Consciousness: An Object Lesson


In this interview for The New York Review of Books, Riccardo Manzotti puts forth a view of existence as relative. However, he argues, the fact that reality is subjective and constructed does not make it any less real.

“We live in a time when scientists seem to like nothing better than to expose our everyday view of reality as delusional. They say, ‘You see the color red, but in fact, out there are only atoms; there are no colors. You hear music, but out there, there are no sounds,’ etc. This gives them the authority to describe an entirely different reality, in which deciding between chocolate or strawberry ice cream, say, is nothing more than a matter of warring cohorts of neurons transferring their electrical charges and chemical processes this way and that, while outside your brain there is only a flavorless world of atomic particles. It’s a vision that denies not only our existence—as people choosing between ice-cream flavors—but also the existence of the things we experience: the banana sundae, a new car, paintings, planets, smells, seas. All these macroscopic objects cease to be real. They are all merely subjective. Merely the product of your brain.

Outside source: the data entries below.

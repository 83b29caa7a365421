// SPDX-License-Identifier: AGPL-3.0-or-later
//
// Copyright (C) 2026 Relational Network

//! Fiat provider integrations.
//!
//! A provider executes the bank-side leg of a settlement: collecting the
//! user's payment for on-ramps, paying out to the user's account for
//! off-ramps. The reconciliation engine talks to providers only through the
//! [`ProviderClient`] trait so tests can substitute a scripted double.

use std::future::Future;
use std::pin::Pin;

use serde::Serialize;
use utoipa::ToSchema;

use crate::storage::FiatDirection;

pub mod truelayer;

pub use truelayer::TrueLayerClient;

/// Boxed future type for provider client methods.
pub type ProviderFuture<'a, T> = Pin<Box<dyn Future<Output = Result<T, ProviderError>> + Send + 'a>>;

/// Provider-side status of a payment or payout.
#[derive(Debug, Clone, Copy, PartialEq, Eq)]
pub enum ProviderStatus {
    /// Still in flight (created, awaiting authorization, executing).
    Pending,
    /// Funds moved successfully.
    Completed,
    /// Provider refused or the payment expired.
    Rejected,
}

/// Detailed status answer from a provider poll.
#[derive(Debug, Clone)]
pub struct ProviderStatusDetails {
    pub status: ProviderStatus,
    /// Provider's raw status string, for audit trails.
    pub raw_status: String,
    /// Failure detail when the provider reports one.
    pub failure_reason: Option<String>,
}

/// Result of creating a provider session (payment or payout).
#[derive(Debug, Clone)]
pub struct ProviderSession {
    /// Provider-side identifier used for later polling and webhooks.
    pub provider_reference: String,
    /// URL the user must visit to authorize the payment (on-ramp only).
    pub action_url: Option<String>,
    pub status: ProviderStatus,
}

/// On-ramp order handed to a provider.
#[derive(Debug, Clone)]
pub struct OnRampOrder {
    pub request_id: String,
    pub wallet_id: String,
    pub user_id: String,
    pub amount_minor: u64,
    pub amount_eur: String,
    pub note: Option<String>,
}

/// Off-ramp payout order handed to a provider.
#[derive(Debug, Clone)]
pub struct OffRampOrder {
    pub request_id: String,
    pub wallet_id: String,
    pub user_id: String,
    pub amount_minor: u64,
    pub amount_eur: String,
    pub beneficiary_name: String,
    pub beneficiary_account: String,
    pub note: Option<String>,
}

/// Errors from provider operations.
#[derive(Debug, thiserror::Error)]
pub enum ProviderError {
    /// Provider is not configured or credentials are unusable.
    #[error("Provider configuration error: {0}")]
    Config(String),

    /// Network failure, provider outage, or malformed response. Safe to
    /// retry on the next sync pass.
    #[error("Provider request failed: {0}")]
    Transient(String),

    /// The provider refused the order outright.
    #[error("Provider rejected the order: {0}")]
    Rejected(String),
}

/// Bank-side operations the reconciliation engine needs from a provider.
pub trait ProviderClient: Send + Sync {
    /// Stable provider identifier stored on fiat requests.
    fn provider_id(&self) -> &str;

    /// Create an on-ramp payment session.
    fn create_session<'a>(&'a self, order: &OnRampOrder) -> ProviderFuture<'a, ProviderSession>;

    /// Initiate an off-ramp payout.
    fn initiate_payout<'a>(&'a self, order: &OffRampOrder) -> ProviderFuture<'a, ProviderSession>;

    /// Poll the provider for the current status of a payment or payout.
    fn query_status<'a>(
        &'a self,
        direction: FiatDirection,
        provider_reference: &str,
    ) -> ProviderFuture<'a, ProviderStatusDetails>;
}

/// Provider descriptor returned by the provider listing endpoint.
#[derive(Debug, Clone, Serialize, ToSchema)]
pub struct ProviderDescriptor {
    /// Stable provider identifier.
    pub id: String,
    /// Human-readable name.
    pub display_name: String,
    /// Settlement currency.
    pub currency: String,
    /// Whether credentials for this provider are configured.
    pub configured: bool,
}

/// Verify a webhook HMAC-SHA256 signature (base64-encoded, computed over
/// the raw request body). Comparison is constant-time via the hmac crate.
pub fn verify_webhook_signature(secret: &str, body: &[u8], signature_header: &str) -> bool {
    use base64ct::{Base64, Encoding};
    use hmac::{Hmac, Mac};
    use sha2::Sha256;

    let Ok(signature) = Base64::decode_vec(signature_header.trim()) else {
        return false;
    };
    let Ok(mut mac) = Hmac::<Sha256>::new_from_slice(secret.as_bytes()) else {
        return false;
    };
    mac.update(body);
    mac.verify_slice(&signature).is_ok()
}

#[cfg(test)]
mod tests {
    use super::*;
    use base64::Engine;
    use hmac::{Hmac, Mac};
    use sha2::Sha256;

    fn sign(secret: &str, body: &[u8]) -> String {
        let mut mac = Hmac::<Sha256>::new_from_slice(secret.as_bytes()).unwrap();
        mac.update(body);
        base64::engine::general_purpose::STANDARD.encode(mac.finalize().into_bytes())
    }

    #[test]
    fn valid_signature_verifies() {
        let body = br#"{"event":"payment_settled","payment_id":"pay-1"}"#;
        let signature = sign("webhook-secret", body);
        assert!(verify_webhook_signature("webhook-secret", body, &signature));
    }

    #[test]
    fn wrong_secret_fails() {
        let body = b"payload";
        let signature = sign("other-secret", body);
        assert!(!verify_webhook_signature("webhook-secret", body, &signature));
    }

    #[test]
    fn tampered_body_fails() {
        let signature = sign("webhook-secret", b"original");
        assert!(!verify_webhook_signature("webhook-secret", b"tampered", &signature));
    }

    #[test]
    fn garbage_signature_fails() {
        assert!(!verify_webhook_signature("webhook-secret", b"body", "not base64!!!"));
        assert!(!verify_webhook_signature("webhook-secret", b"body", ""));
    }
}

The word subjective suggests that a person is somehow inventing what he or she is experiencing, and could perhaps invent it differently. But when I see a red traffic light, I can’t choose to see some other color. The nature of my eyes, my photoreceptors, and my visual cortex is such that when they encounter this phenomenon, it is red. And the red is out there in the street, not in my brain. The color is not a subjective experience, but a relative object. And my experience is the object that, in relation to my body, is that color.”